Where does trac store the users and passwords in a default installation?

Question

I have a long list of users to delete. I logged in the trac.db but I don't find anything similar to a user/password table. where does trac store the users and passwords in a default installation?

Answer 1

For future reference: probably the easiest way (since Trac 0.12) would be to use

$ trac-admin <path-to-trac-env> session list
$ trac-admin <path-to-trac-env> session delete username1 username2 ...

Answer 2

First and foremost: There is no clearly shaped concept of neither account nor user in Trac until now. What is referred to as 'username' is basically the authenticated session ID, or an arbitrary string mapped to an 'anonymous' session.

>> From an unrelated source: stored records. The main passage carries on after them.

use crate::{annotation::Annotator, utils::thread_safety::RcThreadSafety};

/// Config of an injector, inherited by its child and private injectors.
/// ## Fields
/// - `separator`:
///   Splits a service name into a head service and a path of properties, e.g. `config.port`.
///   A name with a direct provider is never split.
/// - `annotator`:
///   Infers dependency names of callables that don't declare them.
#[derive(Clone)]
pub struct Config {
    pub separator: char,
    pub annotator: Option<RcThreadSafety<dyn Annotator>>,
}

impl Config {
    #[inline]
    #[must_use]
    pub fn with_separator(mut self, separator: char) -> Self {
        self.separator = separator;
        self
    }

    #[inline]
    #[must_use]
    pub fn with_annotator<A: Annotator + 'static>(mut self, annotator: A) -> Self {
        self.annotator = Some(RcThreadSafety::new(annotator));
        self
    }

    #[inline]
    #[must_use]
    pub(crate) fn annotator(&self) -> Option<&dyn Annotator> {
        self.annotator.as_deref()
    }
}

impl Default for Config {
    fn default() -> Self {
        Self {
            separator: '.',
            annotator: None,
        }
    }
}
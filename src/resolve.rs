//! Series resolution with live → cache fallback.
//!
//! `SeriesResolver` is the entry point for callers. For one contaminant it
//! makes a single live attempt under a fixed timeout, and on any failure
//! (error, timeout, no rows, or a result that does not satisfy the query)
//! serves the cache snapshot instead. Both paths run through the status
//! evaluator. Collections fan out across contaminants concurrently and
//! omit contaminants that fail entirely.

use std::sync::Arc;
use std::time::Duration;

use chrono::{DateTime, Utc};
use futures::future::join_all;
use tracing::{debug, info};

use crate::alert::advisories::aggregate_advisories;
use crate::alert::status::apply_evaluation;
use crate::config::ServiceConfig;
use crate::ingest::{AdapterRegistry, SourceAdapter, contains_ignore_case};
use crate::logging::{log_collection_drop, log_collection_summary, log_source_failure};
use crate::model::{
    Advisory, AdvisoryType, Contaminant, NormalizedSeries, RegionKind, SeriesCollection,
    SeriesQuery, WaterError,
};
use crate::snapshot::SnapshotCache;
use crate::thresholds::threshold_for;

/// Whether a resolved series satisfies the query filters.
///
/// - `system_id`: compared case-insensitively when the series carries one.
/// - `site`: case-insensitive substring of the region label, for site series.
/// - `county`: compared case-insensitively when the series carries one.
///
/// `zip` and `kind` are not applied.
pub fn matches_query(series: &NormalizedSeries, query: &SeriesQuery) -> bool {
    let system_ok = match (query.system_id.as_deref(), series.system_id.as_deref()) {
        (Some(wanted), Some(actual)) => actual.eq_ignore_ascii_case(wanted.trim()),
        _ => true,
    };
    let site_ok = match query.site.as_deref() {
        Some(site) if series.region_kind == RegionKind::Site => {
            contains_ignore_case(&series.region_label, site)
        }
        _ => true,
    };
    let county_ok = match (query.county.as_deref(), series.county.as_deref()) {
        (Some(wanted), Some(actual)) => actual.eq_ignore_ascii_case(wanted.trim()),
        _ => true,
    };
    system_ok && site_ok && county_ok
}

/// Resolves normalized series for contaminants.
pub struct SeriesResolver {
    registry: AdapterRegistry,
    cache: Arc<SnapshotCache>,
    live_timeout: Duration,
}

impl SeriesResolver {
    pub fn new(registry: AdapterRegistry, cache: Arc<SnapshotCache>, live_timeout: Duration) -> Self {
        Self { registry, cache, live_timeout }
    }

    /// Production resolver: adapters and cache built from `config`.
    pub fn from_config(config: &ServiceConfig) -> Result<Self, WaterError> {
        let client = reqwest::Client::builder()
            .timeout(config.live_timeout())
            .user_agent(concat!("wqmon/", env!("CARGO_PKG_VERSION")))
            .build()
            .map_err(|e| WaterError::Configuration(format!("cannot build HTTP client: {}", e)))?;

        Ok(Self::new(
            AdapterRegistry::from_config(config, client),
            Arc::new(SnapshotCache::new(&config.cache_dir, config.cache_ttl())),
            config.live_timeout(),
        ))
    }

    pub fn cache(&self) -> &SnapshotCache {
        &self.cache
    }

    // ========== Single contaminant ==========

    /// Resolves one contaminant at the current time.
    pub async fn resolve_one(
        &self,
        contaminant: Contaminant,
        query: &SeriesQuery,
    ) -> Result<Option<NormalizedSeries>, WaterError> {
        self.resolve_one_at(contaminant, query, Utc::now()).await
    }

    /// Resolves one contaminant, evaluating status at `now`.
    ///
    /// `Ok(None)` means the cache snapshot exists but does not match the
    /// query. `Err` means neither tier could produce data.
    pub async fn resolve_one_at(
        &self,
        contaminant: Contaminant,
        query: &SeriesQuery,
        now: DateTime<Utc>,
    ) -> Result<Option<NormalizedSeries>, WaterError> {
        let threshold = threshold_for(contaminant)?;

        if let Some(adapter) = self.registry.get(contaminant) {
            match self.try_live(adapter.as_ref(), contaminant, query).await {
                Ok(series) => {
                    let series = apply_evaluation(series, &threshold, now);
                    if matches_query(&series, query) {
                        debug!(contaminant = %contaminant, source = adapter.name(), status = %series.status, "Resolved from live source");
                        return Ok(Some(series));
                    }
                    let err = WaterError::NotFound(format!(
                        "{} returned {} which does not match the query",
                        adapter.name(),
                        series.region_label
                    ));
                    log_source_failure(contaminant, adapter.name(), &err);
                }
                Err(err) => log_source_failure(contaminant, adapter.name(), &err),
            }
        }

        self.from_cache(contaminant, query, now).await
    }

    /// Like `resolve_one`, but absence is a `NotFound` error.
    pub async fn resolve_strict(
        &self,
        contaminant: Contaminant,
        query: &SeriesQuery,
    ) -> Result<NormalizedSeries, WaterError> {
        self.resolve_strict_at(contaminant, query, Utc::now()).await
    }

    pub async fn resolve_strict_at(
        &self,
        contaminant: Contaminant,
        query: &SeriesQuery,
        now: DateTime<Utc>,
    ) -> Result<NormalizedSeries, WaterError> {
        match self.resolve_one_at(contaminant, query, now).await {
            Ok(Some(series)) => Ok(series),
            Ok(None) => Err(WaterError::NotFound(format!(
                "no {} data matches the query",
                contaminant
            ))),
            Err(WaterError::NotFound(msg)) => Err(WaterError::NotFound(msg)),
            Err(err) => Err(WaterError::NotFound(format!("no {} data available: {}", contaminant, err))),
        }
    }

    /// Single live attempt under the fixed timeout. No retry.
    async fn try_live(
        &self,
        adapter: &dyn SourceAdapter,
        contaminant: Contaminant,
        query: &SeriesQuery,
    ) -> Result<NormalizedSeries, WaterError> {
        match tokio::time::timeout(self.live_timeout, adapter.resolve(contaminant, query)).await {
            Ok(Ok(Some(series))) => Ok(series),
            Ok(Ok(None)) => Err(WaterError::NotFound(format!(
                "{} has no {} rows",
                adapter.name(),
                contaminant
            ))),
            Ok(Err(err)) => Err(err),
            Err(_) => Err(WaterError::Timeout {
                source_name: adapter.name().to_string(),
                seconds: self.live_timeout.as_secs(),
            }),
        }
    }

    async fn from_cache(
        &self,
        contaminant: Contaminant,
        query: &SeriesQuery,
        now: DateTime<Utc>,
    ) -> Result<Option<NormalizedSeries>, WaterError> {
        let snapshot = self.cache.load(contaminant).await?;
        let threshold = threshold_for(contaminant)?;
        let series = apply_evaluation(NormalizedSeries::clone(&snapshot), &threshold, now);
        if matches_query(&series, query) {
            debug!(contaminant = %contaminant, status = %series.status, "Resolved from cache snapshot");
            Ok(Some(series))
        } else {
            Ok(None)
        }
    }

    // ========== Collections ==========

    /// Resolves every contaminant in `contaminants` (all seven when `None`)
    /// concurrently. Failed or unmatched contaminants are omitted.
    pub async fn resolve_collection(
        &self,
        contaminants: Option<&[Contaminant]>,
        query: &SeriesQuery,
    ) -> SeriesCollection {
        self.resolve_collection_at(contaminants, query, Utc::now()).await
    }

    pub async fn resolve_collection_at(
        &self,
        contaminants: Option<&[Contaminant]>,
        query: &SeriesQuery,
        now: DateTime<Utc>,
    ) -> SeriesCollection {
        let requested: &[Contaminant] = contaminants.unwrap_or(&Contaminant::ALL);
        let generated_at = Utc::now();

        let futures = requested.iter().map(|&contaminant| async move {
            match self.resolve_strict_at(contaminant, query, now).await {
                Ok(series) => Some(series),
                Err(err) => {
                    log_collection_drop(contaminant, &err);
                    None
                }
            }
        });

        let data: Vec<NormalizedSeries> = join_all(futures).await.into_iter().flatten().collect();
        log_collection_summary(requested.len(), data.len());

        SeriesCollection { data, generated_at }
    }

    // ========== Advisories ==========

    /// Every advisory across the full collection, de-duplicated by identity,
    /// optionally limited to one type, newest first.
    pub async fn advisories(&self, type_filter: Option<AdvisoryType>) -> Vec<Advisory> {
        self.advisories_at(type_filter, Utc::now()).await
    }

    pub async fn advisories_at(
        &self,
        type_filter: Option<AdvisoryType>,
        now: DateTime<Utc>,
    ) -> Vec<Advisory> {
        let collection = self
            .resolve_collection_at(None, &SeriesQuery::default(), now)
            .await;
        let advisories = aggregate_advisories(&collection.data, type_filter);
        info!(count = advisories.len(), series = collection.data.len(), "Aggregated advisories");
        advisories
    }
}

// ---------------------------------------------------------------------------
// Tests
// ---------------------------------------------------------------------------

#[cfg(test)]
mod tests {
    use super::*;
    use crate::model::{Status, ThresholdMetadata};
    use chrono::TimeZone;

    fn series(kind: RegionKind, label: &str, system: Option<&str>, county: Option<&str>) -> NormalizedSeries {
        NormalizedSeries {
            contaminant: Contaminant::Nitrate,
            metric: "m".to_string(),
            unit: "mg/L".to_string(),
            source: "test".to_string(),
            source_url: None,
            updated_at: Utc.with_ymd_and_hms(2024, 5, 1, 0, 0, 0).unwrap(),
            region_label: label.to_string(),
            region_kind: kind,
            system_id: system.map(String::from),
            county: county.map(String::from),
            points: Vec::new(),
            status: Status::Unknown,
            status_reason: None,
            threshold: ThresholdMetadata::default(),
            advisories: Vec::new(),
        }
    }

    #[test]
    fn test_empty_query_matches_everything() {
        let s = series(RegionKind::System, "DMWW", Some("IA7727010"), None);
        assert!(matches_query(&s, &SeriesQuery::default()));
    }

    #[test]
    fn test_system_id_must_match_when_series_has_one() {
        let s = series(RegionKind::System, "DMWW", Some("IA7727010"), None);
        assert!(matches_query(&s, &SeriesQuery::for_system("ia7727010")));
        assert!(!matches_query(&s, &SeriesQuery::for_system("IA5276003")));
    }

    #[test]
    fn test_site_filter_applies_to_site_series_only() {
        let beach = series(RegionKind::Site, "Big Creek Beach", None, None);
        assert!(matches_query(&beach, &SeriesQuery::for_site("big creek")));
        assert!(!matches_query(&beach, &SeriesQuery::for_site("macbride")));

        let system = series(RegionKind::System, "DMWW", Some("IA7727010"), None);
        assert!(matches_query(&system, &SeriesQuery::for_site("macbride")));
    }

    #[test]
    fn test_county_filter_applies_when_series_has_county() {
        let s = series(RegionKind::System, "DMWW", Some("IA7727010"), Some("Polk"));
        let polk = SeriesQuery { county: Some("polk".to_string()), ..SeriesQuery::default() };
        let linn = SeriesQuery { county: Some("Linn".to_string()), ..SeriesQuery::default() };
        assert!(matches_query(&s, &polk));
        assert!(!matches_query(&s, &linn));
    }

    #[test]
    fn test_zip_and_kind_are_not_applied() {
        let s = series(RegionKind::System, "DMWW", Some("IA7727010"), Some("Polk"));
        let query = SeriesQuery {
            zip: Some("00000".to_string()),
            kind: Some("HAA5".to_string()),
            ..SeriesQuery::default()
        };
        assert!(matches_query(&s, &query));
    }
}
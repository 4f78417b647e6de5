//! Regulatory compliance provider.
//!
//! Serves compliance monitoring results for nitrate, nitrite, arsenic,
//! disinfection byproducts and fluoride, plus a PFAS and E. coli view used
//! when the live feeds are switched off. The dataset is held in memory
//! until the state compliance feed is integrated; this provider never
//! emits advisories.

use async_trait::async_trait;
use chrono::{NaiveDate, Utc};

use crate::ingest::SourceAdapter;
use crate::model::{
    Contaminant, NormalizedSeries, RegionKind, SamplePoint, SeriesQuery, Status, WaterError,
};
use crate::thresholds::profile_for;

pub const SOURCE_NAME: &str = "Drinking water compliance monitoring";

// ---------------------------------------------------------------------------
// Dataset
// ---------------------------------------------------------------------------

/// One compliance monitoring result.
pub struct ComplianceRecord {
    pub contaminant: Contaminant,
    pub system_id: &'static str,
    pub system_name: &'static str,
    pub county: &'static str,
    /// Sub-measure within the contaminant family (e.g. `TTHM` or `HAA5`).
    pub kind: Option<&'static str>,
    /// ISO date, `YYYY-MM-DD`.
    pub date: &'static str,
    pub value: Option<f64>,
}

const DMWW: (&str, &str, &str) = ("IA7727010", "Des Moines Water Works", "Polk");
const CEDAR_RAPIDS: (&str, &str, &str) = ("IA5727009", "Cedar Rapids Water Dept", "Linn");
const IOWA_CITY: (&str, &str, &str) = ("IA5276003", "Iowa City Water", "Johnson");

const fn record(
    contaminant: Contaminant,
    system: (&'static str, &'static str, &'static str),
    kind: Option<&'static str>,
    date: &'static str,
    value: Option<f64>,
) -> ComplianceRecord {
    ComplianceRecord {
        contaminant,
        system_id: system.0,
        system_name: system.1,
        county: system.2,
        kind,
        date,
        value,
    }
}

pub static COMPLIANCE_DATASET: &[ComplianceRecord] = &[
    record(Contaminant::Nitrate, DMWW, None, "2024-01-15", Some(4.8)),
    record(Contaminant::Nitrate, DMWW, None, "2024-03-12", Some(6.2)),
    record(Contaminant::Nitrate, DMWW, None, "2024-05-01", Some(7.1)),
    record(Contaminant::Nitrate, CEDAR_RAPIDS, None, "2024-02-20", Some(3.9)),
    record(Contaminant::Nitrate, CEDAR_RAPIDS, None, "2024-05-08", Some(5.4)),
    record(Contaminant::Nitrite, DMWW, None, "2024-02-01", Some(0.05)),
    record(Contaminant::Nitrite, DMWW, None, "2024-05-01", None),
    record(Contaminant::Nitrite, CEDAR_RAPIDS, None, "2024-04-10", Some(0.02)),
    record(Contaminant::Arsenic, DMWW, None, "2023-08-22", Some(1.3)),
    record(Contaminant::Arsenic, IOWA_CITY, None, "2023-11-07", Some(2.6)),
    record(Contaminant::Dbp, DMWW, Some("TTHM"), "2024-01-10", Some(41.0)),
    record(Contaminant::Dbp, DMWW, Some("HAA5"), "2024-01-10", Some(22.0)),
    record(Contaminant::Dbp, DMWW, Some("TTHM"), "2024-04-09", Some(63.0)),
    record(Contaminant::Dbp, CEDAR_RAPIDS, Some("TTHM"), "2024-04-16", Some(38.0)),
    record(Contaminant::Fluoride, DMWW, None, "2024-03-05", Some(0.7)),
    record(Contaminant::Fluoride, IOWA_CITY, None, "2024-03-19", Some(0.68)),
    record(Contaminant::Pfas, IOWA_CITY, None, "2024-01-09", Some(2.2)),
    record(Contaminant::Pfas, DMWW, None, "2024-02-14", Some(1.0)),
    record(Contaminant::Ecoli, DMWW, None, "2024-05-01", Some(0.0)),
];

// ---------------------------------------------------------------------------
// Normalization
// ---------------------------------------------------------------------------

/// Builds a series from dataset rows for one contaminant. Rows are filtered
/// to `query.system_id` when it matches anything, otherwise all rows for the
/// contaminant are used. Rows with unparseable dates are skipped.
pub fn build_series(
    dataset: &[ComplianceRecord],
    contaminant: Contaminant,
    query: &SeriesQuery,
) -> Result<Option<NormalizedSeries>, WaterError> {
    let profile = profile_for(contaminant)?;
    let threshold = profile.metadata();

    let for_contaminant: Vec<(&ComplianceRecord, NaiveDate)> = dataset
        .iter()
        .filter(|r| r.contaminant == contaminant)
        .filter_map(|r| NaiveDate::parse_from_str(r.date, "%Y-%m-%d").ok().map(|d| (r, d)))
        .collect();

    let mut used: Vec<(&ComplianceRecord, NaiveDate)> = match query.system_id.as_deref() {
        Some(id) => for_contaminant
            .iter()
            .filter(|(r, _)| r.system_id.eq_ignore_ascii_case(id.trim()))
            .copied()
            .collect(),
        None => Vec::new(),
    };
    if used.is_empty() {
        used = for_contaminant;
    }

    used.sort_by_key(|(_, date)| *date);
    let Some((latest, _)) = used.last().copied() else {
        return Ok(None);
    };

    Ok(Some(NormalizedSeries {
        contaminant,
        metric: profile.metric.to_string(),
        unit: threshold.unit.clone(),
        source: SOURCE_NAME.to_string(),
        source_url: None,
        updated_at: Utc::now(),
        region_label: latest.system_name.to_string(),
        region_kind: RegionKind::System,
        system_id: Some(latest.system_id.to_string()),
        county: Some(latest.county.to_string()),
        points: used.iter().map(|(r, date)| SamplePoint::new(*date, r.value)).collect(),
        status: Status::Unknown,
        status_reason: None,
        threshold,
        advisories: Vec::new(),
    }))
}

// ---------------------------------------------------------------------------
// Adapter
// ---------------------------------------------------------------------------

pub struct ComplianceAdapter {
    dataset: &'static [ComplianceRecord],
}

impl ComplianceAdapter {
    pub fn new() -> Self {
        Self { dataset: COMPLIANCE_DATASET }
    }

    pub fn with_dataset(dataset: &'static [ComplianceRecord]) -> Self {
        Self { dataset }
    }
}

impl Default for ComplianceAdapter {
    fn default() -> Self {
        Self::new()
    }
}

#[async_trait]
impl SourceAdapter for ComplianceAdapter {
    fn name(&self) -> &str {
        SOURCE_NAME
    }

    async fn resolve(
        &self,
        contaminant: Contaminant,
        query: &SeriesQuery,
    ) -> Result<Option<NormalizedSeries>, WaterError> {
        build_series(self.dataset, contaminant, query)
    }
}

// ---------------------------------------------------------------------------
// Tests
// ---------------------------------------------------------------------------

Look at the definitive reference on Trac's db schema:

The session table holds all valid session IDs. Note that the key is 'sid' + 'authenticated' flag (0 = unauthenticated, 1 = authenticated). Users in anonymous sessions are allowed to choose another, more memorable session ID via session preferences, if they like.

It depends on the Trac db back-end, if the primary key for session is enforced as foreign key in session_attribute too. This is the other relevant table, that holds additional attributes like first name+surname or email address for a given session. Again 'sid' + 'authenticated' flag combined are the primary key there.

Anonymous sessions get purged after some time of inactivity (watch out for POSIX seconds/microseconds timestamps in 'last_visit' of session table) by Trac automatically, while entries for authenticated sessions stay there forever. You're most likely looking for them (SELECT sid,last_visit FROM session WHERE authenticated=1).

You'll not find a password hash in the Trac db. Only Trac plugins like AccountManager's SessionStore will store their password hash (should never-ever be a password in cleartext) in the db (table 'session_attribute' in that case). Depending on your authentication setup the user credentials are managed independently, i.e. in a file in Apache htpasswd/htdigest format, that is used by the web-server Trac is running on, or tracd for the stand-alone Trac setup.